Gemeinhin war er in den Tempeln des Mammons
(Koslowski) nicht gelitten und, weil er gerecht war, vergalt ers
den ungerechten Zinsnehmern (Koslowski; nur wenig anders Jesus
Nazareth) und zahlte ihnen mit gleicher Münze heim und litt sie auch
nicht3.
Koslowski war der Mann des blutenden Herzens4
und der Schrammen am Knie, wenn es um die Belange der leidenden und entehrten
Menschheit ging5,
ein Mann mit Sinn für theoretische Konzepte, einer, der im selben
Atemzug, in dem er auf Klorollen oder requiriertem Bütten wegweisende
Thesen und Strategiepapiere verfaßte, fähig gewesen wäre,
einer gestrauchelten Amsel den Flügel zu schienen und ihr Trill zu
reichen und geröstete Ameisen. Und ein wortgewaltiger Mann. Poemmacherei,
wie Koslowski sein Metier bescheiden selbst nannte, unter Bezugnahme auf
seine handwerklichen Wurzeln, die er bei seinem Vater hatte, der ja Schneidbrenner
gewesen war, heute aber nur noch gelegentlich praktiziert.
Koslowski war kein Beau, dafür aber
begabt mit einem geradezu arabischen Skeptizismus. Kämpferische Erfahrungen
sammelte er im kanadischen Exil beim Verschieben von Konterbande, dort
entwickelte er auch seine subversiven Neigungen, trieb sich gern auf den
Bahnhöfen der Metropolen herum, observierte leidenschaftlich Hühner
und Aufsichtsräte und sang Rule Britannia. Hühnerdiebstahl,
Exhibitionismus, Bombenlegerei konnten ihm die Mounties nie nachweisen6,
allerdings nährten die laienhaften staatlichen Repressalien7
seinen Haß auf alles Staatliche. Koslowski nämlich war der
geborene Perfektionist8.
Nachdem er Januar 45 in Lumbana/Can. Lungenpest, Fleckfieber und Milzbrand
überstanden hatte und auch noch glücklich einem Erdloch, in
dem er steckengeblieben, entronnen war, fühlte er sich, als hätte
er den Ritterschlag vom Apriori bekommen, als hätte er eine Botschaft
für die Welt. Und er hatte und so trat er vor sie hin. Ja, Koslowski
war der Alte vom Berg, die graue Eminenz im
Hintergrund, das Hirn des Irischen Frühlings9
— und er war qualifiziert. Koslowski ging Schulter an Schulter mit
Sudermann und Majakowski, teils im Geiste, teils ausgedacht, teils geträumt10.
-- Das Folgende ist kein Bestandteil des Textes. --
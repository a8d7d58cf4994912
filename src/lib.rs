//! REST backend for a recipe-sharing site.
//!
//! The crate follows a hexagonal layout: `domain` holds entities, rules,
//! and repository ports; `inbound::http` adapts them to Actix handlers;
//! `outbound::persistence` implements the ports against MongoDB or an
//! in-memory store; `server` wires everything together.

pub mod doc;
pub mod domain;
pub mod inbound;
pub mod middleware;
pub mod outbound;
pub mod server;

pub use middleware::Trace;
Träume und tue, das ist das Motto meines Lebens, wie Koslowski
einmal freimütig in einem Interview mit der delmenhorster Schülerzeitung
Locus kundtat11.
Koslowski ist tot, sozusagen ein klassischer
homo extinctus. Als solcher steht er stellvertretend für
jeden Menschen, der sterben mußte. Aber Koslowski war kein klassischer
homo extinctor — er war homo creator und als solcher
hat er vor der Geschichte, in unsren Herzen und unsren Köpfen überlebt.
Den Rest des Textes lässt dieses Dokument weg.